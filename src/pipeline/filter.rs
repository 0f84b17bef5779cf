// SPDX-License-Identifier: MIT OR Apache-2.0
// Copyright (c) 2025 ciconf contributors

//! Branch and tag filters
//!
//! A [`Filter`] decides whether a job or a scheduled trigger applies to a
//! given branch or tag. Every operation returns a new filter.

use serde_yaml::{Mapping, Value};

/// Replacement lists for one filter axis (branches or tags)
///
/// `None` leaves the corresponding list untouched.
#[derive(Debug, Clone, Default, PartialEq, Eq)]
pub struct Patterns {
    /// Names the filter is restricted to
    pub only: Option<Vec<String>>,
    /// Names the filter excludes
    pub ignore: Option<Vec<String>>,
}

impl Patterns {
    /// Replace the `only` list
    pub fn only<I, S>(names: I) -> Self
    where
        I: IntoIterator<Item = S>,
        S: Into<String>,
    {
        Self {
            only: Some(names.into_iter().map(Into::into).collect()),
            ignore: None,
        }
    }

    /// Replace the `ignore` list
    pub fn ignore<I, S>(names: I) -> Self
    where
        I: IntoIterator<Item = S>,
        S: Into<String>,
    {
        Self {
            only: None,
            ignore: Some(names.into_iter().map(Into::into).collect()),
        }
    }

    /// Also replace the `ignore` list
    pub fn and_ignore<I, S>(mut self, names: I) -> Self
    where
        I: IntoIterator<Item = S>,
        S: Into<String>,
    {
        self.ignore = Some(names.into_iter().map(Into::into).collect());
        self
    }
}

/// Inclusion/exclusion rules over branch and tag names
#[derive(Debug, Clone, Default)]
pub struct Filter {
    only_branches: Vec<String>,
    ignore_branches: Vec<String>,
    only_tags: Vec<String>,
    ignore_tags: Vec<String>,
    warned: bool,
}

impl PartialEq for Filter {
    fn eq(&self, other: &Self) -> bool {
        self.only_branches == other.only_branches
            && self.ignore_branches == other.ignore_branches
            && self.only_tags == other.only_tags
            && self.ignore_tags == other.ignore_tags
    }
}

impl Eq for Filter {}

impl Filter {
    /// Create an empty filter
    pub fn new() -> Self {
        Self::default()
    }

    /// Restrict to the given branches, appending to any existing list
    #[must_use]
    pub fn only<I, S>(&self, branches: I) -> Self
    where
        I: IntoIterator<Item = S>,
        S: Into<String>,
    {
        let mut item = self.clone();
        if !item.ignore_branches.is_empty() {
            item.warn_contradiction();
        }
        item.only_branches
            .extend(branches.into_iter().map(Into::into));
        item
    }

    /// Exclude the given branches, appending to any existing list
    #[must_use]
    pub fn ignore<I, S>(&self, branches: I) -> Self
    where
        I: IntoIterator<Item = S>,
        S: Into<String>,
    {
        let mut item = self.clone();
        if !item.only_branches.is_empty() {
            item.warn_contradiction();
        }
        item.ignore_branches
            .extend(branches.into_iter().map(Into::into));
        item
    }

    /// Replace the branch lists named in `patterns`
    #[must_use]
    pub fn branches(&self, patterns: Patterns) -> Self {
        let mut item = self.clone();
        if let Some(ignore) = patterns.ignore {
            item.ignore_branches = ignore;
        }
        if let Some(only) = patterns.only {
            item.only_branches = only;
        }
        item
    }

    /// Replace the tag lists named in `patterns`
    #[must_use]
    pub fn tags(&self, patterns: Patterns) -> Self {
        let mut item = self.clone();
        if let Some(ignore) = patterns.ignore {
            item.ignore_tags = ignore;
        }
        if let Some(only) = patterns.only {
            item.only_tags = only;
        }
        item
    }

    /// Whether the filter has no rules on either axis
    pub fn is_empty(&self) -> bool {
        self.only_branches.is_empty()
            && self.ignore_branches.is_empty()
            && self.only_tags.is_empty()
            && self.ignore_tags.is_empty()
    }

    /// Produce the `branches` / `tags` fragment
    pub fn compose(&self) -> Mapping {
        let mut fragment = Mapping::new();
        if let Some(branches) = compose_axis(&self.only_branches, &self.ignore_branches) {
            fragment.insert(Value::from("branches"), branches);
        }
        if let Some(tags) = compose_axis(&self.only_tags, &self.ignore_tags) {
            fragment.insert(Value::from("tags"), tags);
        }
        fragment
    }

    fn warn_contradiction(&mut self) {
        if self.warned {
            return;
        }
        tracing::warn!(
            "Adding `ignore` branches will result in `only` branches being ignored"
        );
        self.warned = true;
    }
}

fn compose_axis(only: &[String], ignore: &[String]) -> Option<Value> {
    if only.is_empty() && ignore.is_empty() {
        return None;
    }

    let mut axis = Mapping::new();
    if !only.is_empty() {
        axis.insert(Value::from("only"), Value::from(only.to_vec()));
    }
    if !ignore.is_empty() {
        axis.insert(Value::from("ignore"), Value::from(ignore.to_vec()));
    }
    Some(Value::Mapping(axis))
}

####################

_What needs to be done_
Look through the entries above and report each line where the string "rules" occurs.

_Answer area_
/// Inclusion/exclusion rules over branch and tag names
    /// Whether the filter has no rules on either axis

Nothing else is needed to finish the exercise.